Pour redonner du sens au destin de la France, il faudra sans doute bien plus qu’un remaniement ministériel car hélas on produit rarement un spectacle neuf et attractif avec un réservoir d’acteurs dont on connaît toutes les ficelles et les limites… Bien plus aussi que des Jeux olympiques entachés de polémiques avant même leur démarrage dans une capitale en plein naufrage financier et offrant la triste image d’un état de délabrement matériel et de saleté préoccupant (sans parler de l’insécurité endémique qui y règne dans ses lieux les plus emblématiques et touristiques…), bien plus enfin que la résurrection de la cathédrale Notre-Dame, symbole de la résilience du peuple de France et de son attachement à ce qui a fait sa force à travers les siècles, sa foi en lui-même…

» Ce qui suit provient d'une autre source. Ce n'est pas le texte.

//! FHIR general-purpose data types used by the document model.
//!
//! Only the elements the consultation document actually populates are modelled. Optional
//! elements are omitted from the encoding when absent, so a decoded document re-encodes to the
//! same text.

use crate::{ResourceId, ResourceKind};
use chrono::{DateTime, Utc};
use serde::{Deserialize, Serialize};

/// Canonical URI of the SNOMED CT code system.
pub const SNOMED_SYSTEM: &str = "http://snomed.info/sct";

/// Canonical URI of the LOINC code system.
pub const LOINC_SYSTEM: &str = "http://loinc.org";

/// One code from one code system.
#[derive(Clone, Debug, PartialEq, Eq, Serialize, Deserialize)]
#[serde(rename_all = "camelCase")]
pub struct Coding {
    pub system: String,
    pub code: String,
    #[serde(skip_serializing_if = "Option::is_none")]
    pub display: Option<String>,
}

/// A coded clinical concept: (coding system, code, display text).
///
/// Encoded as a FHIR `CodeableConcept` carrying exactly one coding. The display text is
/// repeated in `text` so that consumers which only read `text` still see a label.
#[derive(Clone, Debug, PartialEq, Eq, Serialize, Deserialize)]
#[serde(rename_all = "camelCase")]
pub struct CodeableTerm {
    pub coding: Vec<Coding>,
    #[serde(skip_serializing_if = "Option::is_none")]
    pub text: Option<String>,
}

impl CodeableTerm {
    /// Builds a term from a system, a code and a display label.
    pub fn new(system: impl Into<String>, code: impl Into<String>, display: impl Into<String>) -> Self {
        let display = display.into();
        Self {
            coding: vec![Coding {
                system: system.into(),
                code: code.into(),
                display: Some(display.clone()),
            }],
            text: Some(display),
        }
    }

    /// Returns the first coding, if any.
    pub fn primary(&self) -> Option<&Coding> {
        self.coding.first()
    }

    /// Returns the code of the first coding, if any.
    pub fn code(&self) -> Option<&str> {
        self.primary().map(|c| c.code.as_str())
    }

    /// Returns the best human label: `text`, then the first coding's display.
    pub fn label(&self) -> Option<&str> {
        self.text
            .as_deref()
            .or_else(|| self.primary().and_then(|c| c.display.as_deref()))
    }
}

/// A reference from one resource to another.
#[derive(Clone, Debug, PartialEq, Eq, Serialize, Deserialize)]
#[serde(rename_all = "camelCase")]
pub struct Reference {
    pub reference: String,
    #[serde(skip_serializing_if = "Option::is_none")]
    pub display: Option<String>,
}

impl Reference {
    /// Builds a reference to `<kind>/<id>`.
    pub fn to(kind: ResourceKind, id: &ResourceId) -> Self {
        Self {
            reference: kind.locator(id),
            display: None,
        }
    }

    /// Attaches a display label.
    pub fn with_display(mut self, display: impl Into<String>) -> Self {
        self.display = Some(display.into());
        self
    }
}

/// A business identifier.
#[derive(Clone, Debug, PartialEq, Eq, Serialize, Deserialize)]
#[serde(rename_all = "camelCase")]
pub struct Identifier {
    pub system: String,
    pub value: String,
}

/// Resource metadata.
#[derive(Clone, Debug, PartialEq, Eq, Serialize, Deserialize)]
#[serde(rename_all = "camelCase")]
pub struct Meta {
    #[serde(skip_serializing_if = "Option::is_none")]
    pub last_updated: Option<DateTime<Utc>>,
    #[serde(default, skip_serializing_if = "Vec::is_empty")]
    pub profile: Vec<String>,
}

impl Meta {
    pub fn profiled(profile: impl Into<String>, last_updated: DateTime<Utc>) -> Self {
        Self {
            last_updated: Some(last_updated),
            profile: vec![profile.into()],
        }
    }
}

/// Narrative status. Only machine-generated narratives are produced.
#[derive(Clone, Copy, Debug, PartialEq, Eq, Serialize, Deserialize)]
#[serde(rename_all = "lowercase")]
pub enum NarrativeStatus {
    Generated,
    Extensions,
    Additional,
    Empty,
}

/// Human-readable summary of a resource, as an XHTML `div`.
#[derive(Clone, Debug, PartialEq, Eq, Serialize, Deserialize)]
#[serde(rename_all = "camelCase")]
pub struct Narrative {
    pub status: NarrativeStatus,
    pub div: String,
}

/// A measured amount.
#[derive(Clone, Debug, PartialEq, Serialize, Deserialize)]
#[serde(rename_all = "camelCase")]
pub struct Quantity {
    pub value: f64,
    #[serde(skip_serializing_if = "Option::is_none")]
    pub unit: Option<String>,
}

/// Opaque content carried inline.
#[derive(Clone, Debug, PartialEq, Eq, Serialize, Deserialize)]
#[serde(rename_all = "camelCase")]
pub struct Attachment {
    pub content_type: String,
    /// Base64-encoded payload.
    pub data: String,
    #[serde(skip_serializing_if = "Option::is_none")]
    pub title: Option<String>,
    #[serde(skip_serializing_if = "Option::is_none")]
    pub creation: Option<DateTime<Utc>>,
}

/// A free-text note.
#[derive(Clone, Debug, PartialEq, Eq, Serialize, Deserialize)]
#[serde(rename_all = "camelCase")]
pub struct Annotation {
    pub text: String,
}

#[cfg(test)]
mod tests {
    use super::*;

    #[test]
    fn codeable_term_encodes_as_single_coding_concept() {
        let term = CodeableTerm::new(SNOMED_SYSTEM, "38341003", "Hypertension");
        let json = serde_json::to_value(&term).unwrap();
        assert_eq!(
            json,
            serde_json::json!({
                "coding": [{
                    "system": "http://snomed.info/sct",
                    "code": "38341003",
                    "display": "Hypertension"
                }],
                "text": "Hypertension"
            })
        );
        assert_eq!(term.code(), Some("38341003"));
        assert_eq!(term.label(), Some("Hypertension"));
    }

    #[test]
    fn reference_uses_kind_locator() {
        let id = ResourceId::parse("cond-1").unwrap();
        let reference = Reference::to(ResourceKind::Condition, &id).with_display("Hypertension");
        assert_eq!(reference.reference, "Condition/cond-1");
        assert_eq!(reference.display.as_deref(), Some("Hypertension"));
    }

    #[test]
    fn absent_optionals_are_omitted() {
        let meta = Meta {
            last_updated: None,
            profile: Vec::new(),
        };
        assert_eq!(serde_json::to_string(&meta).unwrap(), "{}");

        let quantity = Quantity {
            value: 13.5,
            unit: None,
        };
        assert_eq!(serde_json::to_string(&quantity).unwrap(), r#"{"value":13.5}"#);
    }
}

Le salut en 2024 passera sans doute vraisemblablement par le retour aux urnes à l’occasion notamment des élections européennes en juin et par la confrontation des projets politiques de société, à condition de respecter les règles d’une vraie démocratie où le peuple souverain est réellement consulté et voit in fine respecter ses choix et ses aspirations sans confiscation par des technostructures élitaires hors sol…
L’avenir seul dira si un tel souhait est encore réalisable dans le ciel de nuées qui enveloppe ce début d’une année sans répit pour nos compatriotes du Pas-de-Calais accablés par des crues à répétition, en espérant le retour d’un soleil clément sur la France dans toute la symbolique et l’acception du terme.